In this way, a consolidated overview of all inspection data is created, which, assuming the appropriate inspection stations are in place, can cover the entire production process. From the clamping of the first sheet, the shaping of the sheets and the various bonding and welding processes to the application of the paint. By linking the measured values ​​in the AutoInspect software, it is now possible to identify, for example, that a deviation dimension is still too large at a certain point if a certain temperature limit value is exceeded during a step previous machining. The workshop inspection team can then act on this advice, analyze the cause and ultimately solve the problem. This in turn is reflected in the changed data and measured values ​​in the 3D mesh. By adopting this approach, inspection and production merge seamlessly into an optimized and highly efficient overall process.
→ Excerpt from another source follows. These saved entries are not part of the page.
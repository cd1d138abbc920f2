//! In-memory EventLog and ChangeFeed.

use std::collections::{BTreeMap, HashMap};

use async_trait::async_trait;
use tokio::sync::RwLock;

use crate::domain::{EventRecord, RoomEvent};
use crate::storage::{ChangeFeed, ChangeNotification, ChangeRecord, EventLog, Result, StorageError};

#[derive(Default)]
struct LogState {
    versions: HashMap<String, u64>,
    events: HashMap<String, Vec<EventRecord>>,
    stream: BTreeMap<u64, ChangeRecord>,
    next_sequence: u64,
}

impl LogState {
    fn push_change(&mut self, change: ChangeRecord) {
        self.next_sequence += 1;
        self.stream.insert(self.next_sequence, change);
    }
}

/// Event log held in memory.
///
/// The version record, event list and change stream live behind one lock,
/// so every append is a single atomic step.
#[derive(Default)]
pub struct MemoryEventLog {
    state: RwLock<LogState>,
    fail_on_append: RwLock<bool>,
    fail_on_read: RwLock<bool>,
}

impl MemoryEventLog {
    pub fn new() -> Self {
        Self::default()
    }

    /// Make `try_append` fail with a transient error.
    pub async fn set_fail_on_append(&self, fail: bool) {
        *self.fail_on_append.write().await = fail;
    }

    /// Make `load_version` and `read_events` fail with a transient error.
    pub async fn set_fail_on_read(&self, fail: bool) {
        *self.fail_on_read.write().await = fail;
    }

    /// Write an Event Record with arbitrary payload, advancing the version
    /// record without the usual encoding. Lets tests seed malformed events.
    pub async fn append_raw(&self, aggregate_id: &str, data: &str) -> u64 {
        let mut state = self.state.write().await;
        let version = state.versions.get(aggregate_id).copied().unwrap_or(0) + 1;
        state.versions.insert(aggregate_id.to_string(), version);
        let record = EventRecord::new(aggregate_id, version, data);
        state
            .events
            .entry(aggregate_id.to_string())
            .or_default()
            .push(record.clone());
        state.push_change(ChangeRecord::AggregateVersion {
            aggregate_id: aggregate_id.to_string(),
            version,
        });
        state.push_change(ChangeRecord::Event(record));
        version
    }

    /// Number of change notifications not yet acknowledged.
    pub async fn pending_changes(&self) -> usize {
        self.state.read().await.stream.len()
    }
}

#[async_trait]
impl EventLog for MemoryEventLog {
    async fn load_version(&self, aggregate_id: &str) -> Result<Option<u64>> {
        if *self.fail_on_read.read().await {
            return Err(StorageError::Transient("injected read failure".to_string()));
        }
        Ok(self.state.read().await.versions.get(aggregate_id).copied())
    }

    async fn try_append(
        &self,
        aggregate_id: &str,
        expected_version: u64,
        event: &RoomEvent,
    ) -> Result<u64> {
        if *self.fail_on_append.read().await {
            return Err(StorageError::Transient("injected append failure".to_string()));
        }
        let data = event.to_data()?;

        let mut state = self.state.write().await;
        let stored = state.versions.get(aggregate_id).copied().unwrap_or(0);
        if stored != expected_version {
            return Err(StorageError::Conflict {
                aggregate_id: aggregate_id.to_string(),
                expected: expected_version,
            });
        }

        let version = expected_version + 1;
        let record = EventRecord::new(aggregate_id, version, data);
        state.versions.insert(aggregate_id.to_string(), version);
        state
            .events
            .entry(aggregate_id.to_string())
            .or_default()
            .push(record.clone());
        state.push_change(ChangeRecord::AggregateVersion {
            aggregate_id: aggregate_id.to_string(),
            version,
        });
        state.push_change(ChangeRecord::Event(record));

        Ok(version)
    }

    async fn read_events(&self, aggregate_id: &str) -> Result<Vec<EventRecord>> {
        if *self.fail_on_read.read().await {
            return Err(StorageError::Transient("injected read failure".to_string()));
        }
        Ok(self
            .state
            .read()
            .await
            .events
            .get(aggregate_id)
            .cloned()
            .unwrap_or_default())
    }
}

#[async_trait]
impl ChangeFeed for MemoryEventLog {
    async fn poll(&self, limit: usize) -> Result<Vec<ChangeNotification>> {
        let state = self.state.read().await;
        Ok(state
            .stream
            .iter()
            .take(limit)
            .map(|(sequence, change)| ChangeNotification {
                sequence: *sequence,
                change: change.clone(),
            })
            .collect())
    }

    async fn ack(&self, sequence: u64) -> Result<()> {
        self.state.write().await.stream.remove(&sequence);
        Ok(())
    }
}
“We thus help our industrial customers to better understand often complex production quality issues and to understand them more quickly by allowing them to intelligently analyze all the inspection data linked throughout the process”, Schulte summarizes. The requirement here is that the Autoinspect software, which collects all sensor data and enables evaluation with graphical tools, is configured correctly.

Standard interfaces for sensors

The Fraunhofer IOSB team developed and tested the technology with sensors for 3D scanning as well as deflectometry and ellipsometry. Ellipsometry, for example, is able to determine the thickness of a surface coating by recording the polarization state of reflected light. Deflectometry measures and inspects the shape of specular or high gloss surfaces such as painted sheet metal. These measurement techniques and their further development have been a separate research topic at the Fraunhofer IOSB for years.

However, the Fraunhofer solution is not tied to specific sensors, instead relying on the open OPC UA (OPC Unified Architecture) interface. “Any OPC UA-compatible sensor or measuring device can be easily integrated into AutoInspect via plug and play,” says Schulte. In addition, it is possible for a worker to perform manual inspections assisted by augmented reality.

Ideal for machine and vehicle inspections

The evaluation of measurement results is not limited to the current or just completed production process. The history of inspection results in AutoInspect can be analyzed beyond the current batch or manufacturing process. This makes it possible to observe the product life cycle of machines or vehicles through maintenance and inspection intervals. For example, measurement data from previous inspections could be taken into account when inspecting the frame and wheel tires of an ICE train to better understand the latest measured values.

Especially when inspecting safety-relevant components, the ability to consider all maintenance cycles, including all AutoInspect data, means that the causes of faults can be identified more quickly. Ideally, problems can even be detected in advance using AI-based data analysis and the security of the affected machine or plant can be quickly restored.

Fraunhofer IOSB will present a demonstrator at the joint Fraunhofer stand at Hannover Messe 2022 from May 30 to June 2 (Hall 5, Stand A06).